== Input data ==

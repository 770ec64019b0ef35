use anyhow::Result;
use clap::Parser;
use riskmap::cli::{Cli, Commands};
use riskmap::commands;
use riskmap::core::AssessmentScope;

fn main() -> Result<()> {
    env_logger::init();

    let cli = Cli::parse();
    match cli.command {
        Commands::Score {
            resources,
            config,
            assessment_id,
            workflow_id,
            service_id,
            format,
            output,
            no_parallel,
        } => {
            let score_config = commands::score::ScoreConfig {
                resources,
                config,
                scope: AssessmentScope {
                    assessment_id,
                    workflow_id,
                    service_type_id: service_id,
                },
                format: format.into(),
                output,
                parallel: !no_parallel,
            };
            commands::score::handle_score(score_config)
        }
        Commands::Init { force } => commands::init::init_config(force),
    }
}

===

Exercise requirements: Please repeat the lines above exactly, beginning with the line that contains "let cli = Cli::parse();" and ending with the final one.

Completed task:
    let cli = Cli::parse();
    match cli.command {
        Commands::Score {
            resources,
            config,
            assessment_id,
            workflow_id,
            service_id,
            format,
            output,
            no_parallel,
        } => {
            let score_config = commands::score::ScoreConfig {
                resources,
                config,
                scope: AssessmentScope {
                    assessment_id,
                    workflow_id,
                    service_type_id: service_id,
                },
                format: format.into(),
                output,
                parallel: !no_parallel,
            };
            commands::score::handle_score(score_config)
        }
        Commands::Init { force } => commands::init::init_config(force),
    }
}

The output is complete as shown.